第21話 白い回想
白瀬真雪と出会ったのは中学二年の冬だった。
学校に俺の居場所はなかった。
生徒からはストーカーであり、大人しい少女に襲い掛かった犯罪者として蔑まれた。教師からも階段で転倒して大怪我して病院に運ばれ、学校の評判を下げた問題児として扱われていた。
唯一の味方は親友の蓮司だけだった。
しかしこのまま生活していたら親友の足を引っ張りかねない。だから教室には通わず、保健室登校を繰り返していた。
保健室では軽く勉強して、保健の先生と給食を食べ、面談などをして下校した。誰とも会いたくなかったので下校の時間もズラした。
人生がつまらなかった。
自分は間違ったことをしていない。悪事を働いてもいない。しかし誰にも信じてもらえない。どうせ信じてもらえないのだから何をしても無駄――
その頃の俺はすべてを諦めていた。
白瀬に出会ったのは家から離れた場所にある公園のベンチだった。この公園に来たのはたまたまだ。家に居たくない気分だった。母は仕事で、独りでぽつりと過ごすのは気が滅入る。かといって近場だと学校の連中に見つかる。だからここまで足を運んでいた。
ベンチに座っていると足音が近づいてきた。
そいつは他のベンチが空いているにも関わらず隣に腰かけた。項垂れている俺の顔を見ずに口を開いた。
「――わたくし、家出をした不良少女です」
何故か自慢げだった。
小学生みたいな見た目だと思いながら視線を隣に向けると、彼女はお嬢様学校として有名な姫宮女学院の制服を着ていた。

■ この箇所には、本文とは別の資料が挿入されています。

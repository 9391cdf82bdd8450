use sea_orm::{ConnectionTrait, DatabaseConnection, DbBackend, TransactionTrait};
use tracing::debug;

use models::account;
use models::errors::ModelError;

use crate::auth::domain::{Account, NewAccount};
use crate::auth::errors::AuthError;
use crate::auth::repository::AccountRepository;

/// Credential store backed by the SeaORM `account` entity.
pub struct SeaOrmAccountRepository {
    pub db: DatabaseConnection,
}

impl SeaOrmAccountRepository {
    pub fn new(db: DatabaseConnection) -> Self { Self { db } }

    /// Checks and insert share one transaction. Only used where a reader
    /// can wait on a writer's row lock instead of failing the upgrade.
    async fn create_checked(&self, new: &NewAccount) -> Result<account::Model, AuthError> {
        let txn = self.db.begin().await.map_err(|e| AuthError::Repository(e.to_string()))?;

        if account::find_by_email(&txn, &new.email).await?.is_some() {
            debug!("email taken inside transaction");
            return Err(AuthError::DuplicateEmail);
        }
        if account::find_by_username(&txn, &new.username).await?.is_some() {
            debug!("username taken inside transaction");
            return Err(AuthError::DuplicateUsername);
        }

        match account::create(&txn, &new.email, &new.username, new.password_hash.clone()).await {
            Ok(created) => {
                txn.commit().await.map_err(|e| AuthError::Repository(e.to_string()))?;
                Ok(created)
            }
            Err(ModelError::UniqueViolation(msg)) => {
                drop(txn);
                Err(self.resolve_violation(&new.email, &msg).await)
            }
            Err(e) => Err(e.into()),
        }
    }

    /// SQLite cannot promote a deferred read transaction to a write while
    /// another connection does the same, so a single insert lets the unique
    /// indexes decide.
    async fn create_direct(&self, new: &NewAccount) -> Result<account::Model, AuthError> {
        match account::create(&self.db, &new.email, &new.username, new.password_hash.clone()).await {
            Ok(created) => Ok(created),
            Err(ModelError::UniqueViolation(msg)) => Err(self.resolve_violation(&new.email, &msg).await),
            Err(e) => Err(e.into()),
        }
    }

    /// Either index may fire first when both collide; email wins.
    async fn resolve_violation(&self, email: &str, msg: &str) -> AuthError {
        match account::find_by_email(&self.db, email).await {
            Ok(Some(_)) => AuthError::DuplicateEmail,
            Ok(None) => AuthError::from_unique_violation(msg),
            Err(e) => e.into(),
        }
    }
}

#[async_trait::async_trait]
impl AccountRepository for SeaOrmAccountRepository {
    async fn find_by_id(&self, id: i32) -> Result<Option<Account>, AuthError> {
        Ok(account::find_by_id(&self.db, id).await?.map(Account::from))
    }

    async fn find_by_email(&self, email: &str) -> Result<Option<Account>, AuthError> {
        Ok(account::find_by_email(&self.db, email).await?.map(Account::from))
    }

    async fn find_by_username(&self, username: &str) -> Result<Option<Account>, AuthError> {
        Ok(account::find_by_username(&self.db, username).await?.map(Account::from))
    }

    async fn insert(&self, new: NewAccount) -> Result<Account, AuthError> {
        let created = match self.db.get_database_backend() {
            DbBackend::Sqlite => self.create_direct(&new).await?,
            _ => self.create_checked(&new).await?,
        };
        Ok(created.into())
    }
}

#[cfg(test)]
mod tests {
    use std::sync::Arc;

    use super::*;
    use crate::auth::domain::{LoginInput, SignupInput};
    use crate::auth::AuthService;
    use crate::test_support::{fast_auth_config, get_db, get_file_db};

    fn new_account(email: &str, username: &str) -> NewAccount {
        NewAccount { email: email.into(), username: username.into(), password_hash: "$argon2id$v=19$m=8,t=1,p=1$c2FsdA$aGFzaA".into() }
    }

    #[tokio::test]
    async fn insert_and_find() -> anyhow::Result<()> {
        let repo = SeaOrmAccountRepository::new(get_db().await?);
        let created = repo.insert(new_account("jane@example.com", "jane")).await?;
        assert!(created.is_active);
        assert_eq!(created.role, "employee");

        assert_eq!(repo.find_by_id(created.id).await?, Some(created.clone()));
        assert_eq!(repo.find_by_email("jane@example.com").await?, Some(created.clone()));
        assert_eq!(repo.find_by_username("jane").await?, Some(created));
        assert_eq!(repo.find_by_email("nobody@example.com").await?, None);
        Ok(())
    }

    #[tokio::test]
    async fn insert_enforces_uniqueness_without_precheck() -> anyhow::Result<()> {
        let repo = SeaOrmAccountRepository::new(get_db().await?);
        repo.insert(new_account("jane@example.com", "jane")).await?;

        let err = repo.insert(new_account("jane@example.com", "other")).await.unwrap_err();
        assert!(matches!(err, AuthError::DuplicateEmail));
        let err = repo.insert(new_account("other@example.com", "jane")).await.unwrap_err();
        assert!(matches!(err, AuthError::DuplicateUsername));
        let err = repo.insert(new_account("jane@example.com", "jane")).await.unwrap_err();
        assert!(matches!(err, AuthError::DuplicateEmail));
        Ok(())
    }

    #[tokio::test]
    async fn unique_index_violation_maps_to_duplicate() -> anyhow::Result<()> {
        let db = get_db().await?;
        account::create(&db, "jane@example.com", "jane", "hash".into()).await?;

        let err = account::create(&db, "jane@example.com", "other", "hash".into()).await.unwrap_err();
        assert!(matches!(AuthError::from(err), AuthError::DuplicateEmail));
        let err = account::create(&db, "other@example.com", "jane", "hash".into()).await.unwrap_err();
        assert!(matches!(AuthError::from(err), AuthError::DuplicateUsername));
        Ok(())
    }

    #[tokio::test]
    async fn service_flow_against_database() -> anyhow::Result<()> {
        let repo = Arc::new(SeaOrmAccountRepository::new(get_db().await?));
        let svc = AuthService::new(repo, fast_auth_config());

        let created = svc
            .signup(SignupInput { email: "jane@example.com".into(), username: "jane".into(), password: "pw-123".into() })
            .await?;
        let logged_in = svc.login(LoginInput { email: "jane@example.com".into(), password: "pw-123".into() }).await?;
        assert_eq!(logged_in.id, created.id);
        assert_ne!(logged_in.password_hash, "pw-123");

        let err = svc.login(LoginInput { email: "jane@example.com".into(), password: "nope".into() }).await.unwrap_err();
        assert!(matches!(err, AuthError::InvalidCredentials));
        assert!(matches!(svc.get_account(created.id + 1).await.unwrap_err(), AuthError::NotFound));
        Ok(())
    }

    #[tokio::test]
    async fn concurrent_signups_with_same_email_yield_one_account() -> anyhow::Result<()> {
        let repo = Arc::new(SeaOrmAccountRepository::new(get_db().await?));
        let svc = Arc::new(AuthService::new(repo.clone(), fast_auth_config()));

        let mut handles = Vec::new();
        for i in 0..8 {
            let svc = Arc::clone(&svc);
            handles.push(tokio::spawn(async move {
                svc.signup(SignupInput {
                    email: "race@example.com".into(),
                    username: format!("racer{i}"),
                    password: "pw".into(),
                })
                .await
            }));
        }

        let mut ok = 0;
        for h in handles {
            match h.await? {
                Ok(_) => ok += 1,
                Err(AuthError::DuplicateEmail) => {}
                Err(other) => panic!("unexpected error: {other:?}"),
            }
        }
        assert_eq!(ok, 1);
        Ok(())
    }

    async fn file_backed_service(
        dir: &tempfile::TempDir,
    ) -> anyhow::Result<Arc<AuthService<SeaOrmAccountRepository>>> {
        let repo = Arc::new(SeaOrmAccountRepository::new(get_file_db(dir.path()).await?));
        Ok(Arc::new(AuthService::new(repo, fast_auth_config())))
    }

    #[tokio::test(flavor = "multi_thread", worker_threads = 8)]
    async fn concurrent_distinct_signups_all_succeed_on_file_db() -> anyhow::Result<()> {
        let dir = tempfile::tempdir()?;
        let svc = file_backed_service(&dir).await?;

        let mut handles = Vec::new();
        for i in 0..16 {
            let svc = Arc::clone(&svc);
            handles.push(tokio::spawn(async move {
                svc.signup(SignupInput {
                    email: format!("user{i}@example.com"),
                    username: format!("user{i}"),
                    password: "pw".into(),
                })
                .await
            }));
        }

        let mut ids = Vec::new();
        for h in handles {
            match h.await? {
                Ok(account) => ids.push(account.id),
                Err(e) => panic!("signup failed without a collision: {e:?}"),
            }
        }
        ids.sort_unstable();
        ids.dedup();
        assert_eq!(ids.len(), 16);
        Ok(())
    }

    #[tokio::test(flavor = "multi_thread", worker_threads = 8)]
    async fn concurrent_same_email_signups_on_file_db() -> anyhow::Result<()> {
        let dir = tempfile::tempdir()?;
        let svc = file_backed_service(&dir).await?;

        let mut handles = Vec::new();
        for i in 0..16 {
            let svc = Arc::clone(&svc);
            handles.push(tokio::spawn(async move {
                svc.signup(SignupInput {
                    email: "race@example.com".into(),
                    username: format!("racer{i}"),
                    password: "pw".into(),
                })
                .await
            }));
        }

        let mut ok = 0;
        for h in handles {
            match h.await? {
                Ok(_) => ok += 1,
                Err(AuthError::DuplicateEmail) => {}
                Err(other) => panic!("expected DuplicateEmail, got {other:?}"),
            }
        }
        assert_eq!(ok, 1);
        Ok(())
    }

    #[tokio::test]
    async fn email_wins_when_both_indexes_collide() -> anyhow::Result<()> {
        let dir = tempfile::tempdir()?;
        let repo = SeaOrmAccountRepository::new(get_file_db(dir.path()).await?);
        repo.insert(new_account("a@example.com", "a")).await?;
        repo.insert(new_account("b@example.com", "b")).await?;

        // username of one account, email of the other
        let err = repo.insert(new_account("b@example.com", "a")).await.unwrap_err();
        assert!(matches!(err, AuthError::DuplicateEmail));
        Ok(())
    }
}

「あの、何か言ってください。わたくし、悪い不良女子なんですよ。だからこうして他校の男子をナンパをしています」
無視していると、あいつは顔を覗き込んできた。
「あら、あなた暗い顔をしていますね」
「……ちょっと嫌なことがあってな。放っておいてくれ」
誰かと会話する気はなかった。
しかしあいつは放っておかなかった。
「そうですか。どうやらあなたもわたくし同様に闇を抱えている者のようですね。では、日陰者同士ということで少し話をしましょう」
「……放っておいてくれと言ったはずだが」
「ナンパは強引なほうが成功率が高いと聞きます」
「迷信だ」
「迷信ではないみたいですよ。あなたが引っ掛かりましたから」
白瀬は柔らかに笑う。
こうして俺達の関係が始まった。
大人しそうな見た目に反して強引だった。本人の言葉を借りれば俺はナンパされたらしい。その日はベンチでしばしお喋りした。といっても俺はただ白瀬の話を聞いていただけだった。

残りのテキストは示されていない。